• _WORK TASK_: Which lines in the data contain the word "finished"? Please copy each of them.

*** Opening of SOURCE MATERIAL ***

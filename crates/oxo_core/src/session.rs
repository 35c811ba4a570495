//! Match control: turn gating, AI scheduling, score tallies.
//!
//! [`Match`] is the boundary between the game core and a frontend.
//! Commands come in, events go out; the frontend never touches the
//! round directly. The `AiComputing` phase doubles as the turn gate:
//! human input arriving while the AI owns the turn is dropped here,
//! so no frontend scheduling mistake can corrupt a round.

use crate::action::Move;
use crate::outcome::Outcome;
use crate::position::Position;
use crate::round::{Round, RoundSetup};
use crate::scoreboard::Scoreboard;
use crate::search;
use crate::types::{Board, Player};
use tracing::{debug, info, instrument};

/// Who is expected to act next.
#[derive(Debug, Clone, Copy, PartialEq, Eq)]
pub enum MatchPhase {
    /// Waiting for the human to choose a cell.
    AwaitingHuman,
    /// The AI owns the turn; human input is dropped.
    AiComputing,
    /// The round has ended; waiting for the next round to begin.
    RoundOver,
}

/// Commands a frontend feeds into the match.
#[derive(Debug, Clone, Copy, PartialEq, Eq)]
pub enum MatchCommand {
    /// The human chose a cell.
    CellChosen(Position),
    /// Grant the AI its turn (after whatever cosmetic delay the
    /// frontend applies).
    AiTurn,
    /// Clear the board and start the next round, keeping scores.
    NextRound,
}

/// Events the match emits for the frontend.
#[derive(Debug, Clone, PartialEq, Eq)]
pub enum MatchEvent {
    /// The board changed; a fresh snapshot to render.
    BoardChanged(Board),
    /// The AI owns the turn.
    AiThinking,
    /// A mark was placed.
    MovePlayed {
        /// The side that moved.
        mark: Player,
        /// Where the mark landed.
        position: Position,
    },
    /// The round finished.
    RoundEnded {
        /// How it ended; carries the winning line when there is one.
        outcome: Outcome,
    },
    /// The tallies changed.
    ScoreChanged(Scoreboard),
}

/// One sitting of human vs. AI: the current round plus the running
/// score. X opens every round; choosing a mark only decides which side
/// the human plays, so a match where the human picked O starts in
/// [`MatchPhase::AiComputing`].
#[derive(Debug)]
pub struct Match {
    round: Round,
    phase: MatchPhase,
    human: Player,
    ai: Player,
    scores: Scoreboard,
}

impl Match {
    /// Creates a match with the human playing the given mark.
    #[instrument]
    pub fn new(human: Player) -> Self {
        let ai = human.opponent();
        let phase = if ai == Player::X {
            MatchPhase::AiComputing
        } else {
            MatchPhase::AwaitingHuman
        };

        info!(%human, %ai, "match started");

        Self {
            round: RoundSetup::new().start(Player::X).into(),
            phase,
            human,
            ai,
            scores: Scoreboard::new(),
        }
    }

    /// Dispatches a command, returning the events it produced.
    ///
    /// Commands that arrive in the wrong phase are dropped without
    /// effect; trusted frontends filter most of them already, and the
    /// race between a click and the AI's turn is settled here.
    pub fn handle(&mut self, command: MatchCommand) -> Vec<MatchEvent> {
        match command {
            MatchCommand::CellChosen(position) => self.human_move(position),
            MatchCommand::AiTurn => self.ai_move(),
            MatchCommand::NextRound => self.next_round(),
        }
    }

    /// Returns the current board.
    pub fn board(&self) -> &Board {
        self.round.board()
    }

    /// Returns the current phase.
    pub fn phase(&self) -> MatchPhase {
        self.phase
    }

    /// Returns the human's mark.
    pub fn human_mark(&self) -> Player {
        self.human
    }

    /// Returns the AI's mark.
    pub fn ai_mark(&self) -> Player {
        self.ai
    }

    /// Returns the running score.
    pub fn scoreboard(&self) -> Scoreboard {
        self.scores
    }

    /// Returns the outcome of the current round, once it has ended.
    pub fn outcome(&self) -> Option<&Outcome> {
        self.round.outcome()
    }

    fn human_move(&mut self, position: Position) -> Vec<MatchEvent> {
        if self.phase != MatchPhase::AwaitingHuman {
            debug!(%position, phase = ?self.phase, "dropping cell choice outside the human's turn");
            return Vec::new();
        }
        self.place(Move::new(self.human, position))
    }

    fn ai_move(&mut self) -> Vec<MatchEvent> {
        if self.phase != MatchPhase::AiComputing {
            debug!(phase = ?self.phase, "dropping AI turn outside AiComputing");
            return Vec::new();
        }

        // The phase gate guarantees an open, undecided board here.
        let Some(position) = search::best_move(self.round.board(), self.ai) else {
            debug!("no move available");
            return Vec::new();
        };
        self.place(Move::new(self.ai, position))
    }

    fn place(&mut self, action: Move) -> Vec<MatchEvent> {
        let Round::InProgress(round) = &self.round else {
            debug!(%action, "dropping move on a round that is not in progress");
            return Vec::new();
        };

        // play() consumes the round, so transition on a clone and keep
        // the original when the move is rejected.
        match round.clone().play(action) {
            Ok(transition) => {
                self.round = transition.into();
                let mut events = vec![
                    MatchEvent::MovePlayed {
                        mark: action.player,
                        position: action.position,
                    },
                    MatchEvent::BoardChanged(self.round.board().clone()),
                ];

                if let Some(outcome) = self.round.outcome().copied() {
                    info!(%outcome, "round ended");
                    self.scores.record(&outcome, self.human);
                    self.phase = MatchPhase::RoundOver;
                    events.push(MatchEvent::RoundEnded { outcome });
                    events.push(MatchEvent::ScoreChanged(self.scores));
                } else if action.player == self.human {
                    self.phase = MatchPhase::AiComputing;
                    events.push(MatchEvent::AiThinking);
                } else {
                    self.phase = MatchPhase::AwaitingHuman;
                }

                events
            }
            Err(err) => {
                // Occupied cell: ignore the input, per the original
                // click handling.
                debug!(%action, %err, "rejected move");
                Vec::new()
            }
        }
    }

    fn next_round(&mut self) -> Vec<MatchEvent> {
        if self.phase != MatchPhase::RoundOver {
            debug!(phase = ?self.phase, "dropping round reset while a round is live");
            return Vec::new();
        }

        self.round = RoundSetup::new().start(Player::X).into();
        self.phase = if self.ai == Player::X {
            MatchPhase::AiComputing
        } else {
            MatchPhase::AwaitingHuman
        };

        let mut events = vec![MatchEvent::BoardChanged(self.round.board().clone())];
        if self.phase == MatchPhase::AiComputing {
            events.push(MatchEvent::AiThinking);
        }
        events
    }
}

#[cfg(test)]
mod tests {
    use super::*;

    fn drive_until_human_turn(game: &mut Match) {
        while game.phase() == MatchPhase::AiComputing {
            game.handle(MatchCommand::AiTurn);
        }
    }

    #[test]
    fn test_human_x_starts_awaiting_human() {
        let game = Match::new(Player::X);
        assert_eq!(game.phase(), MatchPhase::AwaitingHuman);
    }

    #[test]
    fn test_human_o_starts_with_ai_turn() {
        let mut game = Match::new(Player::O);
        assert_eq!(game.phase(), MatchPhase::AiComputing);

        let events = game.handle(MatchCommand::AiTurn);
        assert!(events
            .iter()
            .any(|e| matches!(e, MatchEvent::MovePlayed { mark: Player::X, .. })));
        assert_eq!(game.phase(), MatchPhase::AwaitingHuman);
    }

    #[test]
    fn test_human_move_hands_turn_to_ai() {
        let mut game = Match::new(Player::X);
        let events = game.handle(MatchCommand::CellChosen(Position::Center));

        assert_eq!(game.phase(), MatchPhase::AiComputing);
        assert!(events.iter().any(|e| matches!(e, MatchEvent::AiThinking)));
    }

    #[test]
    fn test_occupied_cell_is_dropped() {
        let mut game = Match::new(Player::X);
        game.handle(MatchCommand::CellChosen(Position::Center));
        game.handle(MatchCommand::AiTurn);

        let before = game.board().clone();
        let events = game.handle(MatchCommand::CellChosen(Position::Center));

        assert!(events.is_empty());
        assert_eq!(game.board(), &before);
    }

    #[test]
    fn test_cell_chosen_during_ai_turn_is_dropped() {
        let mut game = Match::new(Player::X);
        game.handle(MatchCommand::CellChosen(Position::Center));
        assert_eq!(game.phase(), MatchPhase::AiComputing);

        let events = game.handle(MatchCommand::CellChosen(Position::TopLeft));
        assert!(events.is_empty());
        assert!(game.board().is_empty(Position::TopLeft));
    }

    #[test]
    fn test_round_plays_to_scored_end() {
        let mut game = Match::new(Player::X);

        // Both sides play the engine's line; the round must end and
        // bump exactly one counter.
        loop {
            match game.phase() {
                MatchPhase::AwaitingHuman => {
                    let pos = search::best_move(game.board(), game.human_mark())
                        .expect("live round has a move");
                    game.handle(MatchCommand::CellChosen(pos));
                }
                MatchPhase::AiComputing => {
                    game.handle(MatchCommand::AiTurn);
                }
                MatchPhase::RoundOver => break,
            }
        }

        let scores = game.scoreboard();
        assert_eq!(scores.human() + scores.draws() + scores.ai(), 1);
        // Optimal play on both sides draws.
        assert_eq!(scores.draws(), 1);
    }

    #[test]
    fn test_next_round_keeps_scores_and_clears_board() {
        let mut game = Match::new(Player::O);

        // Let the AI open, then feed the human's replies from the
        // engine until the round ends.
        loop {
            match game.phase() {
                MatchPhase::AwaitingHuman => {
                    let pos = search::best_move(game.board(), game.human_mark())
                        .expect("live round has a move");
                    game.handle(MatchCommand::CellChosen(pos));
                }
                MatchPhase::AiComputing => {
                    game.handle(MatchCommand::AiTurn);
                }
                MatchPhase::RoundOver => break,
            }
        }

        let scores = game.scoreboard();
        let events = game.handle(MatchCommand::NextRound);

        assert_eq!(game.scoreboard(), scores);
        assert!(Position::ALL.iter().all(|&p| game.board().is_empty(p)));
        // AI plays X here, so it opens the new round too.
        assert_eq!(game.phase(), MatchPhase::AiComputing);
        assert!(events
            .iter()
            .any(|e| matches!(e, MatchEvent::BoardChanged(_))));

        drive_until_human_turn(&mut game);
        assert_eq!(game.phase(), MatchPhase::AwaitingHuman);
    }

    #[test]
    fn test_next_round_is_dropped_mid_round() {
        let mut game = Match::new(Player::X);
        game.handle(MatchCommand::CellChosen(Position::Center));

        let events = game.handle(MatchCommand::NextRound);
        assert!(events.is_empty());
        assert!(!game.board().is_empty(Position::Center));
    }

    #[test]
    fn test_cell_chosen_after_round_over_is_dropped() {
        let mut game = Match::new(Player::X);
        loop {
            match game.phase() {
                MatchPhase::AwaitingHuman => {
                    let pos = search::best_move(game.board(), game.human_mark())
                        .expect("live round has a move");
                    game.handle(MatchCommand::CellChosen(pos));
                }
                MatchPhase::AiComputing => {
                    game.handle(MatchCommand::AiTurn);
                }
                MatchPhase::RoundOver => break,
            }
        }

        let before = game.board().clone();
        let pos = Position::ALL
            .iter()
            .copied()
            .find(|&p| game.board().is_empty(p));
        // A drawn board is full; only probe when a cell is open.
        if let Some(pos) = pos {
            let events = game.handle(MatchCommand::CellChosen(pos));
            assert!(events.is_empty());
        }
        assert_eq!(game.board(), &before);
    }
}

*** Close of SOURCE MATERIAL ***
*** Opening of SOURCE MATERIAL ***

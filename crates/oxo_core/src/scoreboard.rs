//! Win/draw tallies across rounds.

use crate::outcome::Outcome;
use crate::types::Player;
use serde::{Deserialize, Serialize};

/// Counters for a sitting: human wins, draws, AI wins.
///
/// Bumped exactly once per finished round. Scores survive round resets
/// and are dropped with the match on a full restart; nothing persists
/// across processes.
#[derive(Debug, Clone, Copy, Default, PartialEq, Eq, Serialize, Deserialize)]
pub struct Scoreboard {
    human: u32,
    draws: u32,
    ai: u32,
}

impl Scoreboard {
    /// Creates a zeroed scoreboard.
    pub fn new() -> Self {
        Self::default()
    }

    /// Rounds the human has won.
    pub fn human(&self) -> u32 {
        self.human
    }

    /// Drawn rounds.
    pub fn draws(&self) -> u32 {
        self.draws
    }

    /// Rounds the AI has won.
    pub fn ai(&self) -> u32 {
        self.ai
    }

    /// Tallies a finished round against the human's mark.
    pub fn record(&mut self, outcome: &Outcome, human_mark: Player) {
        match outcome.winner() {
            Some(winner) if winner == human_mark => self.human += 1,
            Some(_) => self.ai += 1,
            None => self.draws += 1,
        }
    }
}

*** Close of SOURCE MATERIAL ***

• _PROBLEM SOLUTION_:
    /// The round finished.
/// Bumped exactly once per finished round. Scores survive round resets
    /// Tallies a finished round against the human's mark.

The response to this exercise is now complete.